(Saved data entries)

▼

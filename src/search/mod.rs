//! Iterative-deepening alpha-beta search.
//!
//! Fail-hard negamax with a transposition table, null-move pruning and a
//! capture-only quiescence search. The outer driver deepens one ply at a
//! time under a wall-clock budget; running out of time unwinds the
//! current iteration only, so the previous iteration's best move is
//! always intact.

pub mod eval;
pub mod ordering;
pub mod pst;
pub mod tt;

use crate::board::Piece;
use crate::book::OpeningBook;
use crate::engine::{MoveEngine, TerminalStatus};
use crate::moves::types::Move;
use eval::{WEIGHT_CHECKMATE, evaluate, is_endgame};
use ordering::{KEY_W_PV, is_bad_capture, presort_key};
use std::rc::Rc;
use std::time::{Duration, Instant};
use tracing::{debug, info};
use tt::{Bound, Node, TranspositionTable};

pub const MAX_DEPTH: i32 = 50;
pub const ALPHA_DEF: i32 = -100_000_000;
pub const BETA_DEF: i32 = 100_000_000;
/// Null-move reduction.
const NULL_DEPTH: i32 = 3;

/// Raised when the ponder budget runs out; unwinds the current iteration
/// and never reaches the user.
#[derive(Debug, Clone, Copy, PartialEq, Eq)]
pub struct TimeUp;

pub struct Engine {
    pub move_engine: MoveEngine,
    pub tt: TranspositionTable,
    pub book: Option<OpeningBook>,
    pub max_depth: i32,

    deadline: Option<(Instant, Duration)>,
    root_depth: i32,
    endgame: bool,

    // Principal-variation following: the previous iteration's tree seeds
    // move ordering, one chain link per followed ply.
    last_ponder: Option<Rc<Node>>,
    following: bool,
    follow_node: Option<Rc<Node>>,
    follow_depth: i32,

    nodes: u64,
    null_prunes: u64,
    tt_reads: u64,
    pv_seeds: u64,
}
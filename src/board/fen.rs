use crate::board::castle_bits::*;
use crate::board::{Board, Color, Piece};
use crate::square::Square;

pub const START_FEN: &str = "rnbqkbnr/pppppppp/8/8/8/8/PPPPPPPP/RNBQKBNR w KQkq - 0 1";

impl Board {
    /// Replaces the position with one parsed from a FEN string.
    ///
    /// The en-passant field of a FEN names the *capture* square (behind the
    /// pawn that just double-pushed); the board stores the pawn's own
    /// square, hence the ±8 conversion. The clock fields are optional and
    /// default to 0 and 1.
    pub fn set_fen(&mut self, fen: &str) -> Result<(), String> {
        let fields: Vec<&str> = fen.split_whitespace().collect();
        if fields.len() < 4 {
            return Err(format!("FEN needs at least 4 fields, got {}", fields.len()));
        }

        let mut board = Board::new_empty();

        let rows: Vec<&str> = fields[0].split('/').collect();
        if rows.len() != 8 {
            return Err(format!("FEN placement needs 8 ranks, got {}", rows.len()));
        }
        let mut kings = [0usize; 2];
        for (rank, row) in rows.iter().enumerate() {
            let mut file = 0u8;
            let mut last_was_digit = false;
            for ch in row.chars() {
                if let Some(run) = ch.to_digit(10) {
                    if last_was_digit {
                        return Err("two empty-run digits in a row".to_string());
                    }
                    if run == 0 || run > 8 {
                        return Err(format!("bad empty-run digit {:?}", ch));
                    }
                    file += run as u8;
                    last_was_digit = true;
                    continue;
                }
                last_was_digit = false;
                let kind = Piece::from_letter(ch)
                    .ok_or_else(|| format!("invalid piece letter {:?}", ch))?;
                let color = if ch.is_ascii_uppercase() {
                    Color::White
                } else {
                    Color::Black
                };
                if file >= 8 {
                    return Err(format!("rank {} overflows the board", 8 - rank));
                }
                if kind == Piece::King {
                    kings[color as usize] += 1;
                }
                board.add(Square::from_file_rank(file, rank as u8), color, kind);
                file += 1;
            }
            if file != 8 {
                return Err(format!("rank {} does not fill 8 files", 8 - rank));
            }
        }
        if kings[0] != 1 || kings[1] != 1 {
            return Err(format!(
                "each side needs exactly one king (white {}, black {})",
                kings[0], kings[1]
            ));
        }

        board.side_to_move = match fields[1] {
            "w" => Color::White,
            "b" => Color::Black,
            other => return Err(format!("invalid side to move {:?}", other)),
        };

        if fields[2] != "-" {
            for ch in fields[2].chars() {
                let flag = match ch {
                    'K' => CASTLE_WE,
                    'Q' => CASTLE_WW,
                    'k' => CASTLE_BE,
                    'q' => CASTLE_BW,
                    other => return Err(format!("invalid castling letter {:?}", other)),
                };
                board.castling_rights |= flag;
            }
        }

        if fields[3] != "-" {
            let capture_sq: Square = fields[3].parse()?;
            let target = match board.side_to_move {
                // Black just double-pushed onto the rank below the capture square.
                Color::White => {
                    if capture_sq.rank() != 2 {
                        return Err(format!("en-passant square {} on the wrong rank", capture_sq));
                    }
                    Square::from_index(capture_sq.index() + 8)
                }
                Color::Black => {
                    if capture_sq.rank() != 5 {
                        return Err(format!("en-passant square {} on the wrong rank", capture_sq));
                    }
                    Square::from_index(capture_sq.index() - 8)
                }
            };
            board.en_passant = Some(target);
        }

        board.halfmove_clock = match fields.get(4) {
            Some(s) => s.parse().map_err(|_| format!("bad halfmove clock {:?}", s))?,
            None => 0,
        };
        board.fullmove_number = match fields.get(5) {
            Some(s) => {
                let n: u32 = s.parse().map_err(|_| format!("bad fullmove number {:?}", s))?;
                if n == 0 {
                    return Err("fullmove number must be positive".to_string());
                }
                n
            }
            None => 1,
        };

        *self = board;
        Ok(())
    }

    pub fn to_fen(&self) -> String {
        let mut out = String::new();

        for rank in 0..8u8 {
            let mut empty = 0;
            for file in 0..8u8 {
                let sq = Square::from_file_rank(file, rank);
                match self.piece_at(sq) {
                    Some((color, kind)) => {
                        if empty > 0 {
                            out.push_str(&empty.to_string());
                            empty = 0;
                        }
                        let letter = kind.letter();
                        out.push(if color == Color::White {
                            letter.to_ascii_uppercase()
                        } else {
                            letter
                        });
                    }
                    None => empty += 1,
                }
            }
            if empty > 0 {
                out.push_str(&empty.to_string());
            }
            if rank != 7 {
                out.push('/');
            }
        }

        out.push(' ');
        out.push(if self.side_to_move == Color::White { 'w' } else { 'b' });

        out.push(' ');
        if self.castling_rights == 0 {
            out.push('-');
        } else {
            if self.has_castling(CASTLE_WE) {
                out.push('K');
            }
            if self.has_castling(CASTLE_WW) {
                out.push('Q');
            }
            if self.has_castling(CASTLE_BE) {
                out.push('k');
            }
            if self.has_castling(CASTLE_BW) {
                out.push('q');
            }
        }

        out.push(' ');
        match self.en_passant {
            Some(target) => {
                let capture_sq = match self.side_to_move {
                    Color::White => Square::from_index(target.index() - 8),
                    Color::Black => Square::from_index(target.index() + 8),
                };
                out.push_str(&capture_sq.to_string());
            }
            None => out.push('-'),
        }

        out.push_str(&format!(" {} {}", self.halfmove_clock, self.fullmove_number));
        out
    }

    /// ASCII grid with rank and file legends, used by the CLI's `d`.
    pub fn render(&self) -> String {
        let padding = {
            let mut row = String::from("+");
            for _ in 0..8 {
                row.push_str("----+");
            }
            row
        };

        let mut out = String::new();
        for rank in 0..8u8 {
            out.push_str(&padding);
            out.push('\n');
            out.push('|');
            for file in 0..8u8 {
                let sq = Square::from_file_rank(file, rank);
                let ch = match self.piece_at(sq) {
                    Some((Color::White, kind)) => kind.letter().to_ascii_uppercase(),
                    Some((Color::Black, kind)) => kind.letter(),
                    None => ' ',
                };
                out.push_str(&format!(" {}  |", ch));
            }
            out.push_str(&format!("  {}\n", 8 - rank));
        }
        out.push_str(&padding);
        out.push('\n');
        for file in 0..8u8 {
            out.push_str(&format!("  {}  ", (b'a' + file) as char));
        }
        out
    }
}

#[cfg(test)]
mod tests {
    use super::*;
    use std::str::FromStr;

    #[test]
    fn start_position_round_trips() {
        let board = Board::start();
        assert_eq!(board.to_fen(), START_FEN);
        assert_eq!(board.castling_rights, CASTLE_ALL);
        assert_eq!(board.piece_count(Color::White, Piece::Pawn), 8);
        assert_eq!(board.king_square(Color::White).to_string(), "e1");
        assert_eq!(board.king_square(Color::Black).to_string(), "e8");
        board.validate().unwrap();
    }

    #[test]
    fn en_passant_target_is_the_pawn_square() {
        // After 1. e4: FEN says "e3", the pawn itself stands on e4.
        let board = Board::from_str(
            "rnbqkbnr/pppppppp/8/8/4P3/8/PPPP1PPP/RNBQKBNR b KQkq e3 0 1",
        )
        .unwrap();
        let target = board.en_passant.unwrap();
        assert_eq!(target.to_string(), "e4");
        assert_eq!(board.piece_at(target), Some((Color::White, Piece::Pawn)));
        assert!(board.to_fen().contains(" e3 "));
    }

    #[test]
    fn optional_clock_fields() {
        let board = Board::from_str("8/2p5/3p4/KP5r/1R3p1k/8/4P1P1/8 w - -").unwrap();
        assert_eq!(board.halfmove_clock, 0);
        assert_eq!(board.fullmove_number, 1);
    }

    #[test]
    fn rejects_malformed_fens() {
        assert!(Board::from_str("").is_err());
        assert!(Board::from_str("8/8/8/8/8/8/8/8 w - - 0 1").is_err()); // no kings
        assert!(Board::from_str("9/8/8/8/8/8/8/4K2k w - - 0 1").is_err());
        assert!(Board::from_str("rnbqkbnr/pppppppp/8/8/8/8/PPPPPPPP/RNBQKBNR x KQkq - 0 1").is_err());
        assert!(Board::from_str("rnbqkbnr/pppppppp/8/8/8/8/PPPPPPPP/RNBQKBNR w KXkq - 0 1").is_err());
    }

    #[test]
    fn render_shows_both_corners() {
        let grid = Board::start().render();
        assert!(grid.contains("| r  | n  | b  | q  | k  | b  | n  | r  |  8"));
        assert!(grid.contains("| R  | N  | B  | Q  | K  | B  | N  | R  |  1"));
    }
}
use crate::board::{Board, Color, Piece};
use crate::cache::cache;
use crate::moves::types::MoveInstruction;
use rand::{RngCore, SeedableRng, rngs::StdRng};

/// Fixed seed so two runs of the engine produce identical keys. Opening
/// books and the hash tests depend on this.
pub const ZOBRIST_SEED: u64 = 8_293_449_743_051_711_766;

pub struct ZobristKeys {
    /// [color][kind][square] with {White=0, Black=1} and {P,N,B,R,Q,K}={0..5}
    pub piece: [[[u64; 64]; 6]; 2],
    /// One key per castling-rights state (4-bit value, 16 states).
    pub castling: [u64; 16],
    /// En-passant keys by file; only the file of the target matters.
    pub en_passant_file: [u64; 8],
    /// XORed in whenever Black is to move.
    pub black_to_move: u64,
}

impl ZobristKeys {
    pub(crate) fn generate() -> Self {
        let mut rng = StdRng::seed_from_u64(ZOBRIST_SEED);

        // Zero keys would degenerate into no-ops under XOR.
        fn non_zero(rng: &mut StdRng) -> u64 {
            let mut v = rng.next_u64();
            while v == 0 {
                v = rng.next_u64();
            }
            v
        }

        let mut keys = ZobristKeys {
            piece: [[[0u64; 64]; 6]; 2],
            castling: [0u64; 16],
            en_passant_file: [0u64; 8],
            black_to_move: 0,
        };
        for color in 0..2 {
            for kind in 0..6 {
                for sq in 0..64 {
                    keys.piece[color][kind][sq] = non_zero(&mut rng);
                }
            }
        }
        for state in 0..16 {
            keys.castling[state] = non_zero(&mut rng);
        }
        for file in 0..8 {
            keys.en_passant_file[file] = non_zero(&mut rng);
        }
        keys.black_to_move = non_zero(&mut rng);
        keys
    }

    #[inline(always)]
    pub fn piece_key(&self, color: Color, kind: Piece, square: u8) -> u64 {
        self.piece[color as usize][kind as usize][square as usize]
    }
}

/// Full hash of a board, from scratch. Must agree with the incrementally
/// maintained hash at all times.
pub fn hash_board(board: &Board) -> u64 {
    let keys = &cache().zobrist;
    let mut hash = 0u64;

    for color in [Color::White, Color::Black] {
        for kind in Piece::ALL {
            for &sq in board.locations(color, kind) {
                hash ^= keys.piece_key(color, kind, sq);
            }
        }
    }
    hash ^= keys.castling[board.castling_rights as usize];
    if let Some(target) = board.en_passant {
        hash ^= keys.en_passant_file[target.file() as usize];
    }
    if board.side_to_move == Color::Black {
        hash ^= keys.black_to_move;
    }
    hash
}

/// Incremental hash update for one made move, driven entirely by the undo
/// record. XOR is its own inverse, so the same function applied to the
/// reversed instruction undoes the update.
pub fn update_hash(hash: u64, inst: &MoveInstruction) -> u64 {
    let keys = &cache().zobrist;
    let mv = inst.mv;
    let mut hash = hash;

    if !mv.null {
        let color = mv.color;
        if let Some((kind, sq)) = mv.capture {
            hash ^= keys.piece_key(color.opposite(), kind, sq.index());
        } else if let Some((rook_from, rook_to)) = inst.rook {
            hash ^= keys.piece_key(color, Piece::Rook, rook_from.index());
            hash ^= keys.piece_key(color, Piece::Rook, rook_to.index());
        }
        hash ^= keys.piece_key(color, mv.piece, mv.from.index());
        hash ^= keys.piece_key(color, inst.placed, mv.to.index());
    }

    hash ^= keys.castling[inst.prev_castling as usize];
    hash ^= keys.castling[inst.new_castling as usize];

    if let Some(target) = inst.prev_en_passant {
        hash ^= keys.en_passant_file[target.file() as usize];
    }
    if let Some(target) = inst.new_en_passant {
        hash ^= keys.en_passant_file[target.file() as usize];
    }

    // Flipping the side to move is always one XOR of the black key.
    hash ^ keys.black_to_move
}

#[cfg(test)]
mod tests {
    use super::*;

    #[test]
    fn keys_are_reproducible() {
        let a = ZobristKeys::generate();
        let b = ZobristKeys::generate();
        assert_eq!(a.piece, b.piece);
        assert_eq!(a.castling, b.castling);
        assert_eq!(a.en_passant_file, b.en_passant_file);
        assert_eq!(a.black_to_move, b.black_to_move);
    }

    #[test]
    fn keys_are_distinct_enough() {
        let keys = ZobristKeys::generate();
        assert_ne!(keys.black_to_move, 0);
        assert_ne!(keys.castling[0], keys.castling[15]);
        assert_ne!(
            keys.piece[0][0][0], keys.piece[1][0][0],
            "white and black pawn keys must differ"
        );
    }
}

▲

## Brief
The answer should be an exact copy of the lines from the first line of the data through the line with "one ply at a" and should contain nothing else.

## Result of this task
filename src/search/mod.rs
//! Iterative-deepening alpha-beta search.
//!
//! Fail-hard negamax with a transposition table, null-move pruning and a
//! capture-only quiescence search. The outer driver deepens one ply at a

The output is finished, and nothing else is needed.